Top of Excerpted data

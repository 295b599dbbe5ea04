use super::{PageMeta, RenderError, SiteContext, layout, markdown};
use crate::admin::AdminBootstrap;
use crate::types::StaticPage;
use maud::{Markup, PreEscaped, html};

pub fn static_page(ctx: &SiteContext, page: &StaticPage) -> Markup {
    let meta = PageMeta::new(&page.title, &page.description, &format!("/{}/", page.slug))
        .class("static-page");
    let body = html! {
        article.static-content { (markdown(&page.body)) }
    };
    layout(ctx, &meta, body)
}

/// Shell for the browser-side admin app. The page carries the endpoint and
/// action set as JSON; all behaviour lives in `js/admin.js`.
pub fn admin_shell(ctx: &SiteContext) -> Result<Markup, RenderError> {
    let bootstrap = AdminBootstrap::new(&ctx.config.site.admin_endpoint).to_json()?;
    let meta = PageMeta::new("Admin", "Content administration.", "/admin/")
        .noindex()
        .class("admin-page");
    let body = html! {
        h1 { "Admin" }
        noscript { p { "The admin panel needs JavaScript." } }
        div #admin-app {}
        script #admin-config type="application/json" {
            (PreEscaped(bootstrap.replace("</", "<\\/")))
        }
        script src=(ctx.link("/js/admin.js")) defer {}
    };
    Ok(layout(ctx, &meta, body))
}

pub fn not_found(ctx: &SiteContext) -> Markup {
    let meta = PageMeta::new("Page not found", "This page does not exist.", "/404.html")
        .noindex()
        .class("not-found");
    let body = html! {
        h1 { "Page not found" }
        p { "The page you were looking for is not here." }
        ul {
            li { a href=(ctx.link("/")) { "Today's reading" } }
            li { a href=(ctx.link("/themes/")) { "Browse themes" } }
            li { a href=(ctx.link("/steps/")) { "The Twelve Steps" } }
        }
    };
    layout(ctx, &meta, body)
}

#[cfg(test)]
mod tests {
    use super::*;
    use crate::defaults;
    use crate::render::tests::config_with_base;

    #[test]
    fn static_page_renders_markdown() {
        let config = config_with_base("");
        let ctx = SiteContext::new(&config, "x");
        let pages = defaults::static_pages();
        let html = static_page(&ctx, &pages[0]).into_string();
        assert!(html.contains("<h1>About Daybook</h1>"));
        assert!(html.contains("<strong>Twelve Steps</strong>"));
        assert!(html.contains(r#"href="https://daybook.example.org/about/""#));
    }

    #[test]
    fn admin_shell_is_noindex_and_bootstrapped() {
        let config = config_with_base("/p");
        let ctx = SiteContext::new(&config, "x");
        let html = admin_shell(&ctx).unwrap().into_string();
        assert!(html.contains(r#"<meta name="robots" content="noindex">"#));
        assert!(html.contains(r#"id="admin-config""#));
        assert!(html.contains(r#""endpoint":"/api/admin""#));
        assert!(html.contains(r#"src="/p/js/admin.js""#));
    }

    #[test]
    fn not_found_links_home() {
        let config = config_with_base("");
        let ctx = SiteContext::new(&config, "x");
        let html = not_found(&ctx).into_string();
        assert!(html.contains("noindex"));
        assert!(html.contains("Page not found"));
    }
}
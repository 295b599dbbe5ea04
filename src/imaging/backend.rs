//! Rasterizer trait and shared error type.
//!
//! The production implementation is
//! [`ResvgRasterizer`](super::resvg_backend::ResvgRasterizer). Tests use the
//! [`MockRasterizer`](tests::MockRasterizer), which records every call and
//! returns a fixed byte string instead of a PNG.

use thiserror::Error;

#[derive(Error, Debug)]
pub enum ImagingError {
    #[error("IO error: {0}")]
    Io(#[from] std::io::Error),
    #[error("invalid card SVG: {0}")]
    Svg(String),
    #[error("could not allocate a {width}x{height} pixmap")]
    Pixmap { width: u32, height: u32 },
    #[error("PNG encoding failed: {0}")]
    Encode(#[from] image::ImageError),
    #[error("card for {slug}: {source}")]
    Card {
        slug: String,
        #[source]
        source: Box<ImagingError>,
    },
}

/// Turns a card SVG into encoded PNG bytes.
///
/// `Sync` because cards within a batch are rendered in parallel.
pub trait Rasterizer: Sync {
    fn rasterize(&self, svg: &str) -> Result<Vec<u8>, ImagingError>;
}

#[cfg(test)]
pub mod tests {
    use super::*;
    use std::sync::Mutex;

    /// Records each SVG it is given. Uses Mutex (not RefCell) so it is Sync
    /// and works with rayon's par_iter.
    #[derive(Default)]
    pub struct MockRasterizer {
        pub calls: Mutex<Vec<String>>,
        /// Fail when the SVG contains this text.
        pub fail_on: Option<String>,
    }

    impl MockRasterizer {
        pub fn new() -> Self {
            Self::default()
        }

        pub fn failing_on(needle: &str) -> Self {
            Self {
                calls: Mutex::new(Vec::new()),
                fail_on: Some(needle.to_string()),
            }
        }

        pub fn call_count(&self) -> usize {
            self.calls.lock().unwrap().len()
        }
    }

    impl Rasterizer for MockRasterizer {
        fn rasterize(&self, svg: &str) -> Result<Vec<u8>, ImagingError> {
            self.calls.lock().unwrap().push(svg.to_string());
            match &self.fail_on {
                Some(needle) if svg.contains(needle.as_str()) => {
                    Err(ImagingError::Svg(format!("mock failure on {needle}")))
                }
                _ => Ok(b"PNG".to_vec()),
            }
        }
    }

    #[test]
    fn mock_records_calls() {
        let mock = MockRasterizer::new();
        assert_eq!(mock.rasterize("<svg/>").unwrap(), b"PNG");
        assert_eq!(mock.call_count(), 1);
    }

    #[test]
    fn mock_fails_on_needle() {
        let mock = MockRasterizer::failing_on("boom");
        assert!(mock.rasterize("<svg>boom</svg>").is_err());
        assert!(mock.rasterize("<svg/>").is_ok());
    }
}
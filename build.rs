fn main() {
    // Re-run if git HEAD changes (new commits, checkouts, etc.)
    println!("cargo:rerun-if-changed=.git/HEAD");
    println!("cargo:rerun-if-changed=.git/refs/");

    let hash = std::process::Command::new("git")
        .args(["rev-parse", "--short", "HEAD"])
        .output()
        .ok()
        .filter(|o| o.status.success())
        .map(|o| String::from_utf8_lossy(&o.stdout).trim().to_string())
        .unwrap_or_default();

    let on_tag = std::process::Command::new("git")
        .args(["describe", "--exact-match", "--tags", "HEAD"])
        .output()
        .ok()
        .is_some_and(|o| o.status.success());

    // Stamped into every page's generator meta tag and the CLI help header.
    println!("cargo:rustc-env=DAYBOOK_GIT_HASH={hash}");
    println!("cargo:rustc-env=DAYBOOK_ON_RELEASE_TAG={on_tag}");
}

Bottom of Excerpted data

Within the entries above, find the string "PageMeta" and return each line that holds it.

Result —
use super::{PageMeta, RenderError, SiteContext, layout, markdown};
    let meta = PageMeta::new(&page.title, &page.description, &format!("/{}/", page.slug))
    let meta = PageMeta::new("Admin", "Content administration.", "/admin/")
    let meta = PageMeta::new("Page not found", "This page does not exist.", "/404.html")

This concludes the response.